Comme vous le savez, madame la secrétaire d'État, en Guadeloupe l'insularité et l'éloignement de la métropole obligent le CHU de Pointe-à-Pitre à assurer des services hautement spécialisés, mais qui ne pourront pas être rentabilisés par la T2A du fait d'un bassin de population limité qui ne compte que 402 000 habitants. Il en va ainsi de la chirurgie cardiaque, du service des brûlés, ou encore de certains laboratoires très spécialisés.
Sans vouloir allonger trop les débats, je vous rappelle que les cinquante groupes de pathologies les moins lourdes sont pris en charge à 70 % par les cliniques privées, alors que cinquante groupes parmi les plus lourdes sont pris en charge à 71 % par l'hôpital public. Avec soixante pathologies lourdes on atteint 80 % de l'activité des cliniques privées, tandis qu'il faut cent vingt-quatre pathologies moyennes pour atteindre ce taux. Vous voyez donc tout de suite la différence entre les deux types d'établissements.
Les hôpitaux guadeloupéens ont accumulé au cours des années des créances irrécouvrables auprès des populations en situation précaire et des ressortissants des pays étrangers voisins.

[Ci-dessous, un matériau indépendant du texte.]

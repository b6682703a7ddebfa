//! Bus-independent acquisition state machine.
//!
//! The blocking and async drivers do the I/O; this module decides which command goes out,
//! when a measurement can be fetched and how a transfer result moves the state along.

use crate::hw_def::{decode, encode, Command, REPLY_LEN};
use crate::types::*;

use embedded_hal::i2c::ErrorKind;

/// Next step of a fetch
#[derive(Debug, Eq, PartialEq)]
pub(crate) struct Fetch {
    /// time to wait before reading
    pub wait_us: u32,
    /// command to send before reading, if any
    pub command: Option<Command>,
}

#[derive(Debug)]
pub(crate) struct Controller<Clk> {
    clock: Clk,
    mode: Option<AcquisitionMode>,
    pending: bool,
    periodic_running: bool,
    last_command_at: Option<u64>,
}

impl<Clk: Clock> Controller<Clk> {
    pub fn new(clock: Clk) -> Self {
        Self { clock, mode: None, pending: false, periodic_running: false, last_command_at: None }
    }

    pub fn into_clock(self) -> Clk {
        self.clock
    }

    pub fn mode(&self) -> Option<AcquisitionMode> {
        self.mode
    }

    pub fn periodic_running(&self) -> bool {
        self.periodic_running
    }

    pub fn state(&self) -> State {
        match self.mode {
            None => State::Idle,
            Some(_) if !self.pending => State::Configured,
            Some(_) if self.is_ready() => State::Ready,
            Some(_) => State::Pending,
        }
    }

    fn remaining_us(&self) -> u32 {
        let (Some(mode), Some(sent_at)) = (self.mode, self.last_command_at) else {
            return 0;
        };
        let elapsed = self.clock.now_us().saturating_sub(sent_at);
        let duration = mode.accuracy().measurement_duration_us() as u64;
        duration.saturating_sub(elapsed) as u32
    }

    pub fn is_ready(&self) -> bool {
        self.pending && self.remaining_us() == 0
    }

    /// Record a new mode; any measurement in flight is forgotten.
    pub fn configure(&mut self, mode: AcquisitionMode) {
        self.mode = Some(mode);
        self.pending = false;
        self.periodic_running = false;
        self.last_command_at = None;
    }

    /// Command that starts the next measurement, `None` when the sensor is already free-running.
    pub fn read_command<E>(&self) -> Result<Option<Command>, Error<E>> {
        let mode = self.mode.ok_or(Error::NotConfigured)?;
        if mode.is_periodic() && self.periodic_running {
            return Ok(None);
        }
        Ok(Some(encode(mode)))
    }

    pub fn read_started(&mut self) {
        self.pending = true;
        if self.mode.is_some_and(|mode| mode.is_periodic()) {
            self.periodic_running = true;
        }
        self.last_command_at = Some(self.clock.now_us());
    }

    pub fn fetch<E>(&self, blocking: bool) -> Result<Fetch, Error<E>> {
        let mode = self.mode.ok_or(Error::NotConfigured)?;
        if !self.pending {
            return Err(Error::NotReady);
        }
        let remaining = self.remaining_us();
        if !blocking && remaining > 0 {
            return Err(Error::NotReady);
        }
        Ok(Fetch {
            wait_us: remaining,
            command: mode.is_periodic().then_some(Command::FetchData),
        })
    }

    /// Turn the outcome of a fetch transfer into a sample.
    ///
    /// A NACK means the sensor has nothing to hand out yet and leaves the measurement pending.
    pub fn complete<E: embedded_hal::i2c::Error>(
        &mut self,
        result: Result<[u8; REPLY_LEN], E>,
        unit: TemperatureUnit,
    ) -> Result<Sample, Error<E>> {
        let bytes = match result {
            Ok(bytes) => bytes,
            Err(err) if matches!(err.kind(), ErrorKind::NoAcknowledge(_)) => {
                trace!("sht3x: read NACKed, measurement not ready");
                return Err(Error::NotReady);
            }
            Err(err) => {
                self.fetch_done();
                return Err(Error::I2c(err));
            }
        };
        self.fetch_done();
        let raw = decode(&bytes)?;
        Ok(Sample::from_raw(&raw, unit, self.clock.now_us()))
    }

    fn fetch_done(&mut self) {
        if !self.periodic_running {
            self.pending = false;
            self.last_command_at = None;
        }
    }

    /// Periodic acquisition was stopped with a break.
    pub fn stopped(&mut self) {
        self.periodic_running = false;
        self.pending = false;
        self.last_command_at = None;
    }

    /// The sensor was reset and is back in its power-up state.
    pub fn reset(&mut self) {
        self.stopped();
        self.mode = None;
    }
}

Un quart des habitants n'ayant pas accès aux dispositifs de couverture maladie complémentaire, le CHU de Pointe-à-Pitre doit constater chaque année un volume de créances qui sont difficilement recouvrées.
En 2010, la situation de l'hôpital s'est considérablement dégradée en raison d'une évolution défavorable des tarifs et d'une progression des charges supérieure à la moyenne nationale. Le déficit du CHU est proche de 20 millions d'euros en 2010, contre 15 millions en 2009, soit 8 % d'un budget de 157 millions d'euros.
Je souhaiterais, madame la secrétaire d'État, qu'une étude sur l'impact de la T2A pour les hôpitaux de Guadeloupe soit rapidement conduite, non pas pour évaluer les effets pervers de la tarification à l'activité, mais bien pour disposer d'indicateurs fiables permettant d'aboutir à une nécessaire réévaluation du coefficient géographique applicable à la T2A outre-mer.
D'autres facteurs amenuisent la performance des hôpitaux publics de Guadeloupe. Je veux parler de l'instabilité sociale ; de la difficulté d'assurer la continuité de la mission d'intérêt public au regard de la démographie des professionnels médicaux, car le recours aux intérimaires a un coût très important pour la structure ; du fait que le bassin de population est étroit, ce qui ne permet pas d'accroissement de l'activité et donc d'évolution des recettes.
Pour pallier ces handicaps structurels, les professionnels de santé me chargent de vous demander, madame la secrétaire d'État, quand commencera la mise à oeuvre du plan santé outre-mer.
Par ailleurs, nous parlions hier des conséquences de Xynthia. Eh bien, vu la vétusté et la dangerosité du CHU de Pointe-à-Pitre, je n'ose même pas imaginer ce qui se passerait si un événement comme celui de l'an dernier en Haïti avait lieu en Guadeloupe. L'hôpital ne serait pas un abri sûr pour les malades, bien au contraire ! Les professionnels de santé me demandent donc aussi de vous poser la question suivante : est-ce que vous prenez l'engagement de procéder à la reconstruction de cet hôpital, qui est attendue par la Guadeloupe ? (Applaudissements sur les bancs du groupe SRC.)